I think I’m close to the end of this game now. I rescued the cousin and now have to solve the water problem (which I assume means a final boss fight).
The additional volcano monsters all over make backtracking kind of a chore. I don’t know that I will spend much time trying to tie up any loose ends. I’ve collected only 2-3 of those special red pieces, but I’ve noticed extra contraptions in several areas that I didn’t end up using that are probably related to those.
One thing I would still like to figure out how in the world to protect those two blue glowing spots from the waves of enemies. I tried stopping them with the purple beam, but it isn’t quite wide enough and some always get through in the last big wave.
I also have one gold barrel and one red barrel outstanding, but I’ve explored those areas pretty thoroughly. Maybe I’ll make one more sweep with my new teleportation device.
It’s been a long time so I forgot a lot of the puzzles and mechanics and still have a lot of muscle-memory.
It’s very point-n-click adventure, where you can progress until you get the right verb… but sometime that verb is a in-game item, and sometimes it’s a new skill. But the game does a horrible job of guiding the player (which I like, makes the puzzles not tedious busywork). The ‘tutorial’ is just hoping the player gives up on hard puzzles and bumps into an easier one that triggers an insight they can use to progress. That’s the heuristic! Or at least what I used now, half-remembering everything.
I guess also the room names in the map are clues sometimes.
The saccharine posters/phrases after each puzzle were fun to see as they confirmed that your ingenious solution was in fact predicted by the designer. The biggest improvement to the game would be to put them before the puzzles? Or the room names.
It’s a shame that the level design layout was so great at ensuring you couldn’t sneak behind a puzzle and not that you’d have a narratively-fulfilling difficulty ramp-up.
I still like the aesthetic, the weird sound design work with chickens and rain, and the voluntary/forced vertigo effects
I didn’t feel like that, but then I used the map heavily to go back to unresolved puzzles. I thought there were plenty of challenging puzzles, like Not Enough Pieces, Lighting the Fuse, Pulling Both Ways, Rings in the Dark, The Butterfly Effect, and Stuck in a Rut
I just replayed the whole game last night just to see if I was misremembering. I think Antichamber and Supraland share a similar design flaw! The means of interaction are so constrained and the puzzle design only seems more confident/less arbitrary once you have a few additional verbs. Unfortunately, you don’t get those verbs until well past the halfway point and they are hardly used before the game is over.
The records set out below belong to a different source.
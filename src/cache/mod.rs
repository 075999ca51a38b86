//! Response cache with runtime-selected backends.
//!
//! ```toml
//! [cache]
//! enabled = true
//! backend = "memory"  # or "redis"
//!
//! [cache.memory]
//! max_size = 1000
//! ttl_seconds = 300
//!
//! [cache.redis]
//! url = "redis://127.0.0.1:6379"
//! key_prefix = "marketplace"
//! ```
//!
//! Callers store JSON through [`CacheManager::get_json`] and
//! [`CacheManager::set_json`]. Cache failures are never fatal to a request.

mod error;
mod manager;
mod memory;
mod noop;
mod redis;
mod traits;

pub use error::CacheError;
pub use manager::CacheManager;
pub use memory::MemoryCache;
pub use noop::NoOpCache;
pub use traits::AppCache;
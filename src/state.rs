//! Application state for Axum web framework.

use crate::cache::CacheManager;
use crate::config::JwtConfig;
use crate::db::AsyncDbPool;
use crate::repositories::Repositories;
use crate::services::Services;

/// Shared handles available to every handler.
///
/// Cloning only bumps reference counts.
#[derive(Clone)]
pub struct AppState {
    pub services: Services,
    /// Response cache for the public listings
    pub cache: CacheManager,
    /// JWT configuration for token validation
    pub jwt_config: JwtConfig,
}

impl AppState {
    /// Wires the PostgreSQL repositories and use cases over `pool`.
    pub fn new(pool: AsyncDbPool, cache: CacheManager, jwt_config: JwtConfig) -> Self {
        Self::from_repositories(Repositories::new(pool), cache, jwt_config)
    }

    pub fn from_repositories(
        repos: Repositories,
        cache: CacheManager,
        jwt_config: JwtConfig,
    ) -> Self {
        Self {
            services: Services::new(repos),
            cache,
            jwt_config,
        }
    }
}
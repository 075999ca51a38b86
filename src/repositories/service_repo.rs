//! Service repository.
//!
//! The plain and sub-sub-category listings go through hand-written SQL so the
//! predicate can be switched without changing the query shape; the parent
//! category listings use the query builder.

use async_trait::async_trait;
use diesel::pg::Pg;
use diesel::prelude::*;
use diesel::sql_types::{BigInt, Uuid as SqlUuid};
use diesel_async::RunQueryDsl;
use jiff_diesel::ToDiesel;
use uuid::Uuid;

use crate::db::AsyncDbPool;
use crate::error::{AppError, AppResult};
use crate::models::{NewService, Service, UpdateService};
use crate::utils::PageRequest;

const SERVICE_COLUMNS: &str = "id, title, title_en, sub_sub_category_id, created_at, updated_at";

#[async_trait]
pub trait ServiceRepository: Send + Sync {
    /// Page of services, newest first, with the total number of matches.
    /// `None` matches every service.
    async fn find_many(
        &self,
        sub_sub_category_id: Option<Uuid>,
        page: PageRequest,
    ) -> AppResult<(Vec<Service>, i64)>;

    async fn find_many_by_category(
        &self,
        category_id: Uuid,
        page: PageRequest,
    ) -> AppResult<(Vec<Service>, i64)>;

    async fn find_many_by_sub_category(
        &self,
        sub_category_id: Uuid,
        page: PageRequest,
    ) -> AppResult<(Vec<Service>, i64)>;

    async fn find_by_id(&self, service_id: Uuid) -> AppResult<Option<Service>>;

    async fn find_by_title(&self, service_title: &str) -> AppResult<Option<Service>>;

    async fn create(&self, new_service: NewService) -> AppResult<Service>;

    /// Applies `changes` and refreshes `updated_at`. `None` when no row has that id.
    async fn update(&self, service_id: Uuid, changes: UpdateService)
    -> AppResult<Option<Service>>;
}

#[derive(QueryableByName)]
struct CountRow {
    #[diesel(sql_type = BigInt)]
    total: i64,
}

fn predicate(filtered: bool) -> &'static str {
    if filtered {
        "sub_sub_category_id = $1"
    } else {
        "1=1"
    }
}

/// Row query for the listing. Binds are the optional filter, then limit and offset.
fn listing_sql(filtered: bool) -> String {
    let (limit, offset) = if filtered { ("$2", "$3") } else { ("$1", "$2") };
    format!(
        "SELECT {SERVICE_COLUMNS} FROM services WHERE {} ORDER BY created_at DESC LIMIT {limit} OFFSET {offset}",
        predicate(filtered)
    )
}

fn count_sql(filtered: bool) -> String {
    format!(
        "SELECT COUNT(*) AS total FROM services WHERE {}",
        predicate(filtered)
    )
}

#[derive(Clone)]
pub struct PgServiceRepository {
    pool: AsyncDbPool,
}

impl PgServiceRepository {
    pub fn new(pool: AsyncDbPool) -> Self {
        Self { pool }
    }

    async fn load_page(
        &self,
        sub_sub_category_id: Option<Uuid>,
        page: PageRequest,
    ) -> AppResult<Vec<Service>> {
        let mut conn = self.pool.get().await?;

        let mut query = diesel::sql_query(listing_sql(sub_sub_category_id.is_some()))
            .into_boxed::<Pg>();
        if let Some(filter) = sub_sub_category_id {
            query = query.bind::<SqlUuid, _>(filter);
        }

        query
            .bind::<BigInt, _>(page.limit())
            .bind::<BigInt, _>(page.offset())
            .load::<Service>(&mut conn)
            .await
            .map_err(AppError::from)
    }

    async fn count_matching(&self, sub_sub_category_id: Option<Uuid>) -> AppResult<i64> {
        let mut conn = self.pool.get().await?;

        let mut query =
            diesel::sql_query(count_sql(sub_sub_category_id.is_some())).into_boxed::<Pg>();
        if let Some(filter) = sub_sub_category_id {
            query = query.bind::<SqlUuid, _>(filter);
        }

        query
            .get_result::<CountRow>(&mut conn)
            .await
            .map(|row| row.total)
            .map_err(AppError::from)
    }

    /// Pages the services hanging off any of `parents`.
    async fn page_by_parents(
        &self,
        parents: Vec<Uuid>,
        page: PageRequest,
    ) -> AppResult<(Vec<Service>, i64)> {
        use crate::schema::services::dsl::*;

        if parents.is_empty() {
            return Ok((Vec::new(), 0));
        }

        let rows = async {
            let mut conn = self.pool.get().await?;
            services
                .filter(sub_sub_category_id.eq_any(parents.clone()))
                .order(created_at.desc())
                .limit(page.limit())
                .offset(page.offset())
                .select(Service::as_select())
                .load(&mut conn)
                .await
                .map_err(AppError::from)
        };

        let total = async {
            let mut conn = self.pool.get().await?;
            services
                .filter(sub_sub_category_id.eq_any(parents.clone()))
                .count()
                .get_result::<i64>(&mut conn)
                .await
                .map_err(AppError::from)
        };

        futures::try_join!(rows, total)
    }
}

#[async_trait]
impl ServiceRepository for PgServiceRepository {
    async fn find_many(
        &self,
        sub_sub_category_id: Option<Uuid>,
        page: PageRequest,
    ) -> AppResult<(Vec<Service>, i64)> {
        futures::try_join!(
            self.load_page(sub_sub_category_id, page),
            self.count_matching(sub_sub_category_id)
        )
    }

    async fn find_many_by_category(
        &self,
        parent_id: Uuid,
        page: PageRequest,
    ) -> AppResult<(Vec<Service>, i64)> {
        use crate::schema::{sub_category, sub_sub_category};

        let parents = {
            let mut conn = self.pool.get().await?;
            sub_sub_category::table
                .inner_join(sub_category::table)
                .filter(sub_category::category_id.eq(parent_id))
                .select(sub_sub_category::id)
                .load::<Uuid>(&mut conn)
                .await
                .map_err(AppError::from)?
        };

        self.page_by_parents(parents, page).await
    }

    async fn find_many_by_sub_category(
        &self,
        parent_id: Uuid,
        page: PageRequest,
    ) -> AppResult<(Vec<Service>, i64)> {
        use crate::schema::sub_sub_category;

        let parents = {
            let mut conn = self.pool.get().await?;
            sub_sub_category::table
                .filter(sub_sub_category::sub_category_id.eq(parent_id))
                .select(sub_sub_category::id)
                .load::<Uuid>(&mut conn)
                .await
                .map_err(AppError::from)?
        };

        self.page_by_parents(parents, page).await
    }

    async fn find_by_id(&self, service_id: Uuid) -> AppResult<Option<Service>> {
        use crate::schema::services::dsl::*;
        let mut conn = self.pool.get().await?;

        services
            .filter(id.eq(service_id))
            .select(Service::as_select())
            .first(&mut conn)
            .await
            .optional()
            .map_err(AppError::from)
    }

    async fn find_by_title(&self, service_title: &str) -> AppResult<Option<Service>> {
        use crate::schema::services::dsl::*;
        let mut conn = self.pool.get().await?;

        services
            .filter(title.eq(service_title))
            .select(Service::as_select())
            .first(&mut conn)
            .await
            .optional()
            .map_err(AppError::from)
    }

    async fn create(&self, new_service: NewService) -> AppResult<Service> {
        use crate::schema::services::dsl::*;
        let mut conn = self.pool.get().await?;

        diesel::insert_into(services)
            .values(&new_service)
            .returning(Service::as_returning())
            .get_result(&mut conn)
            .await
            .map_err(AppError::from)
    }

    async fn update(
        &self,
        service_id: Uuid,
        changes: UpdateService,
    ) -> AppResult<Option<Service>> {
        use crate::schema::services::dsl::*;
        let mut conn = self.pool.get().await?;

        diesel::update(services.filter(id.eq(service_id)))
            .set((&changes, updated_at.eq(jiff::Timestamp::now().to_diesel())))
            .returning(Service::as_returning())
            .get_result(&mut conn)
            .await
            .optional()
            .map_err(AppError::from)
    }
}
yes, I think the first half is much better encompassed by
and (agreeing with your observation for the most part) I liked that part considerably better, as I found the puzzle design not very interesting when it leaned more heavily in that direction
A game where I buy powerups and the ability to hold more money to do so while someone says come back with a double jump or a flux cube is the hell of game design for me.
Oh, I want to clarify, I was talking about Antichamber in my post. I do think that supraland has a more interesting first half, with the proviso that the puzzles are just… not good until you have more ways of interacting with the world, but this corresponds with a general decline in level design, switching from dense layered spaces filled with secrets to huge empty spaces with a small handful of actually decent puzzles
Antichamber is the only game in thread I’ve played for more than an hour and plan on definitely coming back around to.
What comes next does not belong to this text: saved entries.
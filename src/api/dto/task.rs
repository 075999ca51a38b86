//! Task DTOs.

use serde::{Deserialize, Deserializer};
use serde_json::Value;
use utoipa::ToSchema;
use validator::Validate;

use crate::error::{AppError, AppResult, ValidationFieldError};

const FIELD: &str = "sub_sub_category_id";
const INVALID_TYPE: &str = "task.service_id.invalid_type_error";

/// Body of `POST /tasks/{task_id}/sub-sub-category`.
///
/// A missing field and a non-string value both read as `None`, so the
/// `required` rule reports them with the same message.
#[derive(Debug, Clone, Deserialize, Validate, ToSchema)]
pub struct UpdateTaskSubSubCategoryRequest {
    #[serde(default, deserialize_with = "string_or_none")]
    #[validate(required(message = "task.service_id.invalid_type_error"))]
    #[schema(value_type = String, example = "0b8e1c1e-4f39-4c4e-9f55-2f1b8c3f6a10")]
    pub sub_sub_category_id: Option<String>,
}

impl UpdateTaskSubSubCategoryRequest {
    /// The target id, or the same field error the `required` rule reports.
    pub fn into_id(self) -> AppResult<String> {
        self.sub_sub_category_id
            .ok_or_else(|| AppError::ValidationErrors {
                errors: vec![ValidationFieldError {
                    field: FIELD.to_string(),
                    message: INVALID_TYPE.to_string(),
                }],
            })
    }
}

fn string_or_none<'de, D>(deserializer: D) -> Result<Option<String>, D::Error>
where
    D: Deserializer<'de>,
{
    Ok(match Value::deserialize(deserializer)? {
        Value::String(value) => Some(value),
        _ => None,
    })
}

#[cfg(test)]
mod tests {
    use super::*;

    fn parse(body: &str) -> UpdateTaskSubSubCategoryRequest {
        serde_json::from_str(body).unwrap()
    }

    #[test]
    fn test_string_value_is_kept() {
        let request = parse(r#"{"sub_sub_category_id":"abc"}"#);
        assert_eq!(request.sub_sub_category_id.as_deref(), Some("abc"));
        assert!(request.validate().is_ok());
    }

    #[test]
    fn test_missing_and_non_string_values_fail_validation() {
        for body in [
            r#"{}"#,
            r#"{"sub_sub_category_id":null}"#,
            r#"{"sub_sub_category_id":42}"#,
            r#"{"sub_sub_category_id":["a"]}"#,
        ] {
            let request = parse(body);
            assert_eq!(request.sub_sub_category_id, None, "body: {body}");
            let errors = request.validate().unwrap_err();
            let field = &errors.field_errors()["sub_sub_category_id"][0];
            assert_eq!(field.message.as_deref(), Some(INVALID_TYPE));
        }
    }

    #[test]
    fn test_into_id_returns_value_or_field_error() {
        assert_eq!(
            parse(r#"{"sub_sub_category_id":"abc"}"#).into_id().unwrap(),
            "abc"
        );

        match parse(r#"{}"#).into_id() {
            Err(AppError::ValidationErrors { errors }) => assert_eq!(
                errors,
                vec![ValidationFieldError {
                    field: FIELD.to_string(),
                    message: INVALID_TYPE.to_string(),
                }]
            ),
            other => panic!("Expected ValidationErrors, got {other:?}"),
        }
    }
}
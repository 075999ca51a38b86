//! HTTP request handlers, one module per resource.

pub mod admin;
pub mod categories;
pub mod health;
pub mod services;
pub mod tasks;

use uuid::Uuid;

use crate::error::{AppError, AppResult};

/// Parses a path id. A value that is not a UUID cannot name an existing row,
/// so it is reported as not found rather than as a malformed request.
pub(crate) fn parse_path_id(entity: &str, raw: &str) -> AppResult<Uuid> {
    Uuid::parse_str(raw).map_err(|_| AppError::NotFound {
        entity: entity.to_string(),
        field: "id".to_string(),
        value: raw.to_string(),
    })
}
I don’t doubt Talos has greatness, but I was burnt out on that type of opening; framing of a larger story early on, fair regard here makes me think I’ll probably pick it up again eventually.
Yes, exactly; I’ve seen people iterate on level design as they’re building up their basic mechanics and codebase, if they’re in a stable base engine like Unreal, and then charge forward once they’ve got those mechanics ready, like they’re laying railroad track.
I have now seen the barrel, but I still can’t reach it. I guess you must be granted the ability to break those metal bars at some point, but I find myself kind of trying to resist playing along and remembering where they all are.
I don’t know exactly how to reach the final area, but in my last couple sessions I’ve just been wandering around and not specifically looking for it.
I reached the end last night. The final boss did make me ask myself why I was even playing this game.
But I also spent a little more time just wandering around and trying to find more chests. That aspect of the game remains enjoyable even as some other aspects disappoint.
Overall, I’ve spent a lot of time fighting with the physics. Sometimes because I thought I had a solution but it didn’t quite work, and other times because even the intended solution seemed a little broken. (Which is not necessarily a bad thing. I like messiness in independent games.)
I suppose I remain ambivalent, this being one of those cases where I care about the bad only because I see a lot of good and a lot of potential.